● **TASK BRIEF**
Copy all lines below containing "after".

● **Stored items**
= Beginning of Section =
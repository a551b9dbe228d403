// SPDX-FileCopyrightText: 2024 Foundation Devices, Inc. <hello@foundationdevices.com>
// SPDX-License-Identifier: GPL-3.0-or-later

//! Rewrites the protected boot section of an AVR through the factory self-programming
//! sequence found inside it.
//!
//! The sequence (`sts SPMCSR, Rr ; spm` or `out SPMCSR, Rr ; spm`) is located by
//! [`scanner::SignatureScanner`], entered through a forged return address by
//! [`leap::LeapExecutor`], and left again by the timer 0 compare interrupt armed by
//! [`timer::arm`] to fire right after `spm` retires. [`page::PageWriter`] drives one page
//! through the enable, erase and write phases, and [`replacer::BootImageReplacer`] writes a
//! whole image while keeping an intact copy of the sequence in flash at all times.

#![cfg_attr(not(any(test, feature = "sim")), no_std)]

// This mod MUST go first, so that the others see its macros.
mod fmt;

pub mod addr;
pub mod device;
pub mod error;
pub mod guard;
pub mod image;
pub mod interactive;
pub mod leap;
pub mod opcode;
pub mod page;
pub mod replacer;
pub mod scanner;
#[cfg(any(test, feature = "sim"))]
pub mod sim;
pub mod timer;

#[cfg(test)]
mod tests;

pub use addr::{AddressUnit, FlashAddr};
pub use device::Device;
pub use error::{BootStatus, LeapFault, PageSlot, WriteError};
pub use image::{BootImage, ImageError};
pub use interactive::{BlockError, InteractiveTarget};
pub use leap::{Calibration, FlashCommand, LeapExecutor, LeapFrame, LeapPhase};
pub use page::PageWriter;
pub use replacer::{BootImageReplacer, ReplacerState};
pub use scanner::{ScanOptions, SequenceKind, SignatureScanner, SpmSequenceLocation};
pub use timer::{TimerReg, TimerRegisters};

/// Read access to program flash.
pub trait ProgramMemory {
    /// Little-endian word at the even byte address `addr`.
    fn read_word(&self, addr: FlashAddr) -> u16;

    fn read_byte(&self, addr: FlashAddr) -> u8 {
        let word = self.read_word(FlashAddr::from_byte(addr.byte() & !1));
        word.to_le_bytes()[addr.byte() as usize & 1]
    }
}

/// The microcontroller as seen by the engine.
///
/// Everything the engine does to the hardware goes through this trait: the updater implements
/// it with inline assembly and raw registers, [`sim::SimMcu`] with a cycle-accurate model.
pub trait Mcu: ProgramMemory {
    type Timer: TimerRegisters;

    /// Lock bits as read with `LPM` after setting BLBSET and SPMEN.
    fn lock_bits(&mut self) -> u8;

    /// SPMCSR.SPMEN, set while a previous flash operation is in progress.
    fn spm_busy(&self) -> bool;

    fn timer(&mut self) -> &mut Self::Timer;

    /// Perform the armed part of a leap: enable interrupts, start timer 0, forge the stack as
    /// described by `frame`, `ret` into the sequence and come back through the re-entry point.
    ///
    /// # Safety
    ///
    /// Timer 0 must have been armed with the calibration for `frame`'s sequence kind and no
    /// other interrupt may be enabled. A wrong frame or calibration runs unrelated boot code.
    unsafe fn leap(&mut self, frame: &LeapFrame) -> Result<(), LeapFault>;

    /// Restart the watchdog guarding against a leap that never returns.
    fn feed_watchdog(&mut self) {}
}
= End of Section =
● **SOLVED EXERCISE**
//! [`timer::arm`] to fire right after `spm` retires. [`page::PageWriter`] drives one page
    /// Lock bits as read with `LPM` after setting BLBSET and SPMEN.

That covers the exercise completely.